Personal Protective Equipment for Cryogenic Liquids and Dry Ice Safety
Personal protective equipment (PPE) is critical to cryogenic liquid and dry ice safety. It is essential to choose the right PPE for each job. Consult each material’s SDS for specific guidance. Generally, chemical-splash goggles and face shields should always be worn during the transfer and handling process of cryogenic liquids to guard against splashes and spills. Loose-fitting, insulated cryogenic gloves should also be worn. The gloves must be loose so they can be thrown off quickly if cryogenic liquid spills into them. To protect any exposed skin, long-sleeve shirts and trousers without cuffs are suggested. Additionally, when handling cryogenic liquids, pant legs should go over the tops of footwear so spills cannot get into boots or shoes and cause extreme tissue damage before the footwear can be removed. Cryogenic liquids flow very freely and can penetrate woven or other porous clothing. Wearing a cryogenic apron is suggested to help prevent this from occurring.
If working in an area where an oxygen-deficient atmosphere could be produced due to the off-gassing of cryogenic liquids or dry ice, an air-supplying respirator must be used, such as an airline respirator with an egress bottle or a self-contained breathing apparatus (SCBA).
Cryogenic Liquid and Dry Ice-Specific Equipment
Cryogenic liquids and dry ice are shipped and used in thermally insulated containers specifically designed to withstand rapid temperature changes and extreme differences in temperature and vent gases to prevent pressure build-ups within the container.
Dewar flasks are non-pressurized, vacuum-jacketed vessels, somewhat like a thermos bottle, designed for cryogenic liquids. They have a loose-fitting cap or plug that prevents air and moisture from entering yet allows excess pressure to vent. Some dewar flasks have an outer vessel of liquid nitrogen for insulation.
Liquid cylinders are pressurized containers designed for cryogenic liquids. This type of cylinder has valves for filling and dispensing the cryogenic liquid and a pressure-control valve with a bursting disk as backup protection.
Q: Why can't I wear a cartridge-style air-purifying respirator to protect from liquid-nitrogen vapors?
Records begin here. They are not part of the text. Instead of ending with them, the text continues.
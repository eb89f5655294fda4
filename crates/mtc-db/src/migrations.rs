//! # Database Migrations
//!
//! Embedded SQL migrations for MTC Sales.
//!
//! ## How Migrations Work
//! ```text
//! ┌─────────────────────────────────────────────────────────────────────────┐
//! │                      Migration Process                                  │
//! │                                                                         │
//! │  Database::new(config)                                                  │
//! │       │                                                                 │
//! │       ▼                                                                 │
//! │  Check _sqlx_migrations table (created if missing)                      │
//! │       │                                                                 │
//! │       ▼                                                                 │
//! │  Compare embedded migrations vs applied                                 │
//! │       │                                                                 │
//! │       └── 001_initial_schema.sql   users, catalog, carts                │
//! │       │                                                                 │
//! │       ▼                                                                 │
//! │  Run pending migrations in order, record each one                       │
//! └─────────────────────────────────────────────────────────────────────────┘
//! ```
//!
//! ## Adding New Migrations
//!
//! 1. Create `migrations/sqlite/NNN_description.sql` with the next number
//! 2. **NEVER** modify an applied migration; add a new one

use sqlx::SqlitePool;
use tracing::info;

use crate::error::DbResult;

/// Migrations embedded from `migrations/sqlite` at compile time.
static MIGRATOR: sqlx::migrate::Migrator = sqlx::migrate!("../../migrations/sqlite");

/// Runs all pending database migrations.
///
/// Idempotent; each migration runs in its own transaction.
pub async fn run_migrations(pool: &SqlitePool) -> DbResult<()> {
    info!("Checking for pending migrations");

    MIGRATOR.run(pool).await?;

    info!("All migrations applied successfully");
    Ok(())
}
A: Nitrogen itself is not a danger. In fact, normal air is 78 percent nitrogen. The danger is that liquid nitrogen vaporizes so quickly that it displaces oxygen. Oxygen comprises about 21 percent of normal air. When it falls below 18 percent, we do not have enough oxygen to function normally. Cartridge-style air-purifying respirators are only made to remove contaminants, so they are inappropriate for an environment that is oxygen deficient.
Q: What kinds of gloves are needed for working with cryogenics and dry ice?
A: Gloves should be insulated and made to withstand the low temperatures of cryogenic liquids and dry ice. They should also be loose fitting for cryogenic liquids, so they can be easily removed if a cryogenic liquid spill should go inside the glove.
Q: How cold is liquid nitrogen, and how cold is dry ice?
A: Nitrogen condenses to a liquid at –320°F. Dry ice starts subliming at –109.3°F.
Pamphlet P-12: Safe Handling of Cryogenic Liquids, Compressed Gas Association, March 2017
Cryogen Safety, National Institute of Standards and Technology (NIST)
NFPA 55: Compressed Gases and Cryogenic Fluids, National Fire Protection Association, 2020 Edition
Laboratory Safety Guideline: Dry Ice, Harvard Campus Services Environmental Health and Safety, November 2019
The information contained in this article is intended for general information purposes only and is based on information available as of the initial date of publication. No representation is made that the information or references are complete or remain current. This article is not a substitute for review of current applicable government regulations, industry standards, or other standards specific to your business and/or activities and should not be construed as legal advice or opinion. Readers with specific questions should refer to the applicable standards or consult with an attorney.